Your approach is yours. You hone it. You learn from it. You fail and win with it. You veer off course then course-correct. You grow with it.

I boil my approach down to 3 core principles. I’m in my sweet spot when I’m doing these well.

  • Scrutinize ideas.
  • Ship fast.
  • Do more with less.

Let’s unpack.

Scrutinize ideas.

Ideas for new products are everywhere—scratching your own itch, spotting customer pains, noticing market gaps, and your latest shiny object idea. The skill that I constantly work to develop is my ability to scrutinize—and then decide—on what to do with product ideas that fly into my view… I ask:

  • Where did this idea come from?
  • What is it? What isn’t it?
  • Who should this help?
  • Why should that person care?
  • How is it different? Does that matter?
  • What does it look like? How does it work?
  • What does it take to ship it? How long?
  • What does it take to sell it?
  • Why am I interested in this?
  • (and a thousand more tiny questions in between those…)

What’s interesting is that the better I get at the skill of scrutinizing ideas, the more ideas show up with a higher chance of making it through my scrutiny.

In other words: More yes’s than no’s. Interesting.

Ship fast.

Yes, speed matters. But also, speed happens.

Speed matters because your customers are waiting. Because you and your team feed off the momentum. Because time is money. Because less is often better.

Speed happens because the best ideas come fast.

Great ideas are so simple that they don’t take much. So clear-cut that you know exactly how to ship it. So resonant that customers get it, immediately.
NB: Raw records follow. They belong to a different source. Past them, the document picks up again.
//! Line-oriented terminal loop.
//!
//! Reads one line at a time from stdin and hands it to the session. Ctrl-C
//! during a conversation walks away from the NPC, interrupting a pending
//! reply; anywhere else it leaves the game. On leaving the player is
//! offered a save before the worker is stopped.

use llama::WorkerLauncher;
use std::io::{self, Write};
use tavern_core::GameSession;
use tokio::io::{AsyncBufReadExt, BufReader, Lines, Stdin};

type Input = Lines<BufReader<Stdin>>;

/// Run the game until the player leaves.
pub async fn run<L: WorkerLauncher>(mut session: GameSession<L>) -> io::Result<()> {
    println!("{}", "=".repeat(50));
    println!("    WELCOME TO THE TAVERN ADVENTURE!");
    println!("{}", "=".repeat(50));
    println!("{}", session.intro());
    println!();

    let mut input = BufReader::new(tokio::io::stdin()).lines();

    loop {
        show_prompt(&session)?;

        let line = tokio::select! {
            line = input.next_line() => line?,
            _ = tokio::signal::ctrl_c() => {
                if let Some(text) = session.interrupt_conversation() {
                    println!("\n{text}\n");
                    continue;
                }
                println!("\n\nGame interrupted.");
                None
            }
        };
        let Some(line) = line else {
            break;
        };

        let turn = session.engine().turn_token();
        let in_conversation = session.conversation().is_some();
        let handling = session.handle_with(&line, &turn);
        tokio::pin!(handling);

        let (response, interrupted) = tokio::select! {
            response = &mut handling => (response, false),
            _ = tokio::signal::ctrl_c() => {
                turn.cancel();
                (handling.await, true)
            }
        };

        if !response.text.is_empty() {
            println!("{}", response.text);
            println!();
        }
        if response.quit || (interrupted && !in_conversation) {
            break;
        }
    }

    offer_save(&mut session, &mut input).await?;
    session.engine().shutdown().await;
    Ok(())
}

fn show_prompt<L: WorkerLauncher>(session: &GameSession<L>) -> io::Result<()> {
    let npc_name = session
        .conversation()
        .and_then(|id| session.world().npcs.get(id))
        .map(|npc| npc.name.as_str());

    match npc_name {
        Some(name) => print!("What do you say to {name}? (or 'bye' to end conversation): "),
        None => print!("> "),
    }
    io::stdout().flush()
}

async fn offer_save<L: WorkerLauncher>(
    session: &mut GameSession<L>,
    input: &mut Input,
) -> io::Result<()> {
    print!("Would you like to save your game? (y/n): ");
    io::stdout().flush()?;

    let Ok(Some(answer)) = input.next_line().await else {
        println!();
        return Ok(());
    };
    if matches!(answer.trim().to_lowercase().as_str(), "y" | "yes") {
        if session.conversation().is_some() {
            session.handle("bye").await;
        }
        println!("{}", session.handle("save").await.text);
    }
    Ok(())
}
Products that ship fast. A thing of beauty.

Do more with less.

Most founders with a great idea for a product wouldn’t know how to spend an extra few million dollars in investment.

In fact, it would probably slow us down.

A smaller crew, with chops and a positive, constructive attitude, can ship incredible products that customers love. And feel the rewards of their craft while they’re at it.

Yes, finding ways to keep costs down is critical when you’re building a profitable business.

But eliminating complexity and bloat is even more important when you’re shipping a great product.


These make up my approach to product strategy and how I steer my career in entrepreneurship.